2011-02-27

Há também os que nada esperam de Deus

Há os que esperam tudo de Deus, chuva ou bom tempo, bom resultado nos exames ou o sucesso nos negócios. Rezam para obter dele alguma coisa, e o esperam tranquilamente. É um conceito errado de confiança. Não servem a Deus, mas se servem dele.

Há também os que nada esperam de Deus. Creem que a confiança em Deus seja impedimento ao progresso do homem. Descrevemos aqui uma página que se pode definir de “anti-evangelho”, que leva a penetrar mais profundamente na riqueza de perspectiva da página evangélica:

“Crer! Para que crer? Vós, cristãos, esperais de Deus coisas que nós já conhecemos e de que vivemos sem ele. Outrora, quando tudo ia mal: guerras, cataclismos, doenças, insucessos, lutas, as pessoas se revoltavam e se lançavam contra Deus. Mas, mesmo blasfemando, reconheciam sua divindade... Hoje, Deus não pode mais enganar-nos, não se espera mais nada dele... Deus não é mais que uma ideia inútil...”

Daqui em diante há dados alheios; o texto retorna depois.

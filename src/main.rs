use std::net::SocketAddr;
use std::sync::Arc;

use anyhow::{Context, Result};
use dotenvy::dotenv;
use sqlx::sqlite::{SqliteConnectOptions, SqlitePoolOptions};
use tracing::{info, warn};
use tracing_subscriber::EnvFilter;

use matchpool::config::Config;
use matchpool::services::auth_service::TokenService;
use matchpool::services::blob_store::HttpBlobStore;
use matchpool::web::{self, AppState};

#[tokio::main]
async fn main() -> Result<()> {
    dotenv().ok();

    tracing_subscriber::fmt()
        .with_env_filter(EnvFilter::try_from_default_env().unwrap_or_else(|_| "info".into()))
        .init();

    let config = Config::load()?;

    info!(build = env!("MATCHPOOL_BUILD_ID"), "starting matchpool");

    let connect_options: SqliteConnectOptions = config
        .database_url
        .parse()
        .with_context(|| format!("invalid DATABASE_URL: {}", config.database_url))?;
    let pool = SqlitePoolOptions::new()
        .connect_with(connect_options.create_if_missing(true))
        .await
        .context("cannot connect to database")?;

    sqlx::migrate!("./migrations")
        .run(&pool)
        .await
        .context("migrations failed")?;

    let state = AppState {
        pool,
        tokens: TokenService::new(
            &config.jwt_secret,
            config.jwt_issuer.clone(),
            config.token_ttl_hours,
        ),
        blobs: Arc::new(HttpBlobStore::new(
            config.image_api_url.clone(),
            config.image_public_url.clone(),
            config.image_bucket.clone(),
            config.image_api_key.clone(),
        )),
    };
    let app = web::router(state, config.request_timeout);

    let addr: SocketAddr = format!("{}:{}", config.host, config.port)
        .parse()
        .context("cannot parse HOST/PORT")?;

    let listener = match tokio::net::TcpListener::bind(addr).await {
        Ok(l) => l,
        Err(e) => {
            let fallback: SocketAddr = format!("{}:{}", config.host, config.port.saturating_add(1))
                .parse()
                .context("cannot parse fallback address")?;
            warn!(%addr, %fallback, error = %e, "bind failed, trying fallback port");
            tokio::net::TcpListener::bind(fallback)
                .await
                .context("cannot bind fallback port")?
        }
    };

    info!(addr = %listener.local_addr()?, "server listening");
    axum::serve(listener, app).await?;
    Ok(())
}
use sqlx::{sqlite::SqliteArguments, Arguments, SqlitePool};

use crate::models::{Gender, GeoPoint, Preferences, UserCredentialsRow, UsersRow};

pub const SQL_LOAD_USER: &str = select_profiles!("WHERE user_id = ?1 LIMIT 1");

pub async fn load_user(pool: &SqlitePool, user_id: &str) -> sqlx::Result<Option<UsersRow>> {
    sqlx::query_as::<_, UsersRow>(SQL_LOAD_USER)
        .bind(user_id)
        .fetch_optional(pool)
        .await
}

pub async fn load_users(pool: &SqlitePool, user_ids: &[String]) -> sqlx::Result<Vec<UsersRow>> {
    if user_ids.is_empty() {
        return Ok(Vec::new());
    }

    let mut sql = String::from(select_profiles!("WHERE user_id IN ("));
    let mut args = SqliteArguments::default();
    for (i, id) in user_ids.iter().enumerate() {
        sql.push_str(if i == 0 { "?" } else { ", ?" });
        args.add(id.as_str()).map_err(sqlx::Error::Encode)?;
    }
    sql.push_str(") ORDER BY user_id");

    sqlx::query_as_with::<_, UsersRow, _>(&sql, args)
        .fetch_all(pool)
        .await
}

const SQL_LOAD_CREDENTIALS_BY_USERNAME: &str = r#"
SELECT user_id, password_hash
FROM users
WHERE username = ?1
LIMIT 1
"#;

pub async fn load_credentials_by_username(
    pool: &SqlitePool,
    username: &str,
) -> sqlx::Result<Option<UserCredentialsRow>> {
    sqlx::query_as::<_, UserCredentialsRow>(SQL_LOAD_CREDENTIALS_BY_USERNAME)
        .bind(username)
        .fetch_optional(pool)
        .await
}

pub struct NewUser<'a> {
    pub user_id: &'a str,
    pub username: &'a str,
    pub email: &'a str,
    pub password_hash: &'a str,
    pub name: Option<&'a str>,
    pub gender: Gender,
    pub birth_date_ms: i64,
    pub geometry: Option<GeoPoint>,
    pub preferences: Option<Preferences>,
}

const SQL_INSERT_USER: &str = r#"
INSERT INTO users (
  user_id,
  username,
  email,
  password_hash,
  name,
  gender,
  birth_date_ms,
  longitude,
  latitude,
  pref_distance_km,
  pref_min_age,
  pref_max_age,
  pref_gender
) VALUES (?1, ?2, ?3, ?4, ?5, ?6, ?7, ?8, ?9, ?10, ?11, ?12, ?13)
"#;

pub async fn insert_user(pool: &SqlitePool, user: NewUser<'_>) -> sqlx::Result<()> {
    let prefs = user.preferences;
    sqlx::query(SQL_INSERT_USER)
        .bind(user.user_id)
        .bind(user.username)
        .bind(user.email)
        .bind(user.password_hash)
        .bind(user.name)
        .bind(user.gender)
        .bind(user.birth_date_ms)
        .bind(user.geometry.map(|g| g.longitude()))
        .bind(user.geometry.map(|g| g.latitude()))
        .bind(prefs.map(|p| p.distance))
        .bind(prefs.map(|p| i64::from(p.ages.min)))
        .bind(prefs.map(|p| i64::from(p.ages.max)))
        .bind(prefs.map(|p| p.gender))
        .execute(pool)
        .await?;
    Ok(())
}

/// Self-service profile edits. `None` leaves the column untouched.
#[derive(Debug, Default, Clone)]
pub struct UserChanges {
    pub name: Option<String>,
    pub gender: Option<Gender>,
    pub birth_date_ms: Option<i64>,
    pub geometry: Option<GeoPoint>,
    pub preferences: Option<Preferences>,
}

const SQL_UPDATE_USER: &str = r#"
UPDATE users
SET name = COALESCE(?1, name),
    gender = COALESCE(?2, gender),
    birth_date_ms = COALESCE(?3, birth_date_ms),
    longitude = COALESCE(?4, longitude),
    latitude = COALESCE(?5, latitude),
    pref_distance_km = COALESCE(?6, pref_distance_km),
    pref_min_age = COALESCE(?7, pref_min_age),
    pref_max_age = COALESCE(?8, pref_max_age),
    pref_gender = COALESCE(?9, pref_gender),
    updated_at = CURRENT_TIMESTAMP
WHERE user_id = ?10
"#;

pub async fn update_user(
    pool: &SqlitePool,
    user_id: &str,
    changes: &UserChanges,
) -> sqlx::Result<u64> {
    let prefs = changes.preferences;
    let res = sqlx::query(SQL_UPDATE_USER)
        .bind(changes.name.as_deref())
        .bind(changes.gender)
        .bind(changes.birth_date_ms)
        .bind(changes.geometry.map(|g| g.longitude()))
        .bind(changes.geometry.map(|g| g.latitude()))
        .bind(prefs.map(|p| p.distance))
        .bind(prefs.map(|p| i64::from(p.ages.min)))
        .bind(prefs.map(|p| i64::from(p.ages.max)))
        .bind(prefs.map(|p| p.gender))
        .bind(user_id)
        .execute(pool)
        .await?;
    Ok(res.rows_affected())
}

const SQL_DELETE_USER: &str = r#"
DELETE FROM users
WHERE user_id = ?1
"#;

pub async fn delete_user(pool: &SqlitePool, user_id: &str) -> sqlx::Result<u64> {
    let res = sqlx::query(SQL_DELETE_USER)
        .bind(user_id)
        .execute(pool)
        .await?;
    Ok(res.rows_affected())
}

/// Columns that may be checked for uniqueness before signup.
#[derive(Debug, Clone, Copy, PartialEq, Eq)]
pub enum UniqueField {
    Username,
    Email,
}

impl UniqueField {
    pub fn parse(field_name: &str) -> Option<Self> {
        match field_name.trim() {
            "username" => Some(UniqueField::Username),
            "email" => Some(UniqueField::Email),
            _ => None,
        }
    }
}

const SQL_USERNAME_EXISTS: &str = "SELECT EXISTS(SELECT 1 FROM users WHERE username = ?1)";
const SQL_EMAIL_EXISTS: &str = "SELECT EXISTS(SELECT 1 FROM users WHERE email = ?1)";

pub async fn field_value_exists(
    pool: &SqlitePool,
    field: UniqueField,
    value: &str,
) -> sqlx::Result<bool> {
    let sql = match field {
        UniqueField::Username => SQL_USERNAME_EXISTS,
        UniqueField::Email => SQL_EMAIL_EXISTS,
    };
    let found: i64 = sqlx::query_scalar(sql).bind(value).fetch_one(pool).await?;
    Ok(found != 0)
}

// Appended pictures take the next display position.
const SQL_PUSH_PICTURE: &str = r#"
UPDATE users
SET pictures = json_insert(
        pictures,
        '$[#]',
        json_object('image', ?1, 'order', json_array_length(pictures))
    ),
    updated_at = CURRENT_TIMESTAMP
WHERE user_id = ?2
"#;

pub async fn push_picture(pool: &SqlitePool, user_id: &str, image: &str) -> sqlx::Result<u64> {
    let res = sqlx::query(SQL_PUSH_PICTURE)
        .bind(image)
        .bind(user_id)
        .execute(pool)
        .await?;
    Ok(res.rows_affected())
}

// Survivors are renumbered so `order` stays equal to list position.
const SQL_PULL_PICTURE: &str = r#"
UPDATE users
SET pictures = (
        SELECT COALESCE(
            json_group_array(json_object('image', image, 'order', position)),
            '[]'
        )
        FROM (
            SELECT json_extract(value, '$.image') AS image,
                   ROW_NUMBER() OVER (ORDER BY key) - 1 AS position
            FROM json_each(users.pictures)
            WHERE json_extract(value, '$.image') != ?1
            ORDER BY key
        )
    ),
    updated_at = CURRENT_TIMESTAMP
WHERE user_id = ?2
  AND EXISTS (
        SELECT 1
        FROM json_each(users.pictures)
        WHERE json_extract(value, '$.image') = ?1
    )
"#;

/// Returns 0 when the user or the picture does not exist.
pub async fn pull_picture(pool: &SqlitePool, user_id: &str, image: &str) -> sqlx::Result<u64> {
    let res = sqlx::query(SQL_PULL_PICTURE)
        .bind(image)
        .bind(user_id)
        .execute(pool)
        .await?;
    Ok(res.rows_affected())
}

Durante 2000 mil anos os homens rezaram, e no entanto tiveram que ganhar um pão insuficiente, com o suor de seu rosto. [Rezaram, e encontraram muitas vezes o desprezo dos poderosos pelos mais frágeis. Encontraram a miséria. Hoje os homens continuam a cuidar de seus interesses, mas afirmam que podem ainda resolver todas as necessidades da existência humana sem Deus]. A ideia de Deus é uma muralha que oculta o homem”.

Confiança plena em Deus, mas não passiva

O cristão, apoiado nas palavras de Jesus, evita a concepção ingênua e mágica dos que confiam em Deus passivamente e nos quietismo, e também a pretensão orgulhosa do ateu que risca o nome de Deus do seu horizonte. A confiança do cristão em Deus é total e sem reservas, mas não passiva e alienante. Pelo contrário, desta confiança precisamente nasce sua atividade, porque sabe que seu trabalho é continuação da obra criadora de Deus. É colaborador de Deus e, como ele, “construtor para a eternidade”. “Por isso, trabalha como se tudo dependesse de seu trabalho, e confia em Deus como se tudo dependesse de sua intervenção”.

Fonte: Missal Dominical – Comentários introdutórios o 8º Domingo TC (A), Comissão Episcopal de Textos Litúrgicos (CETEL).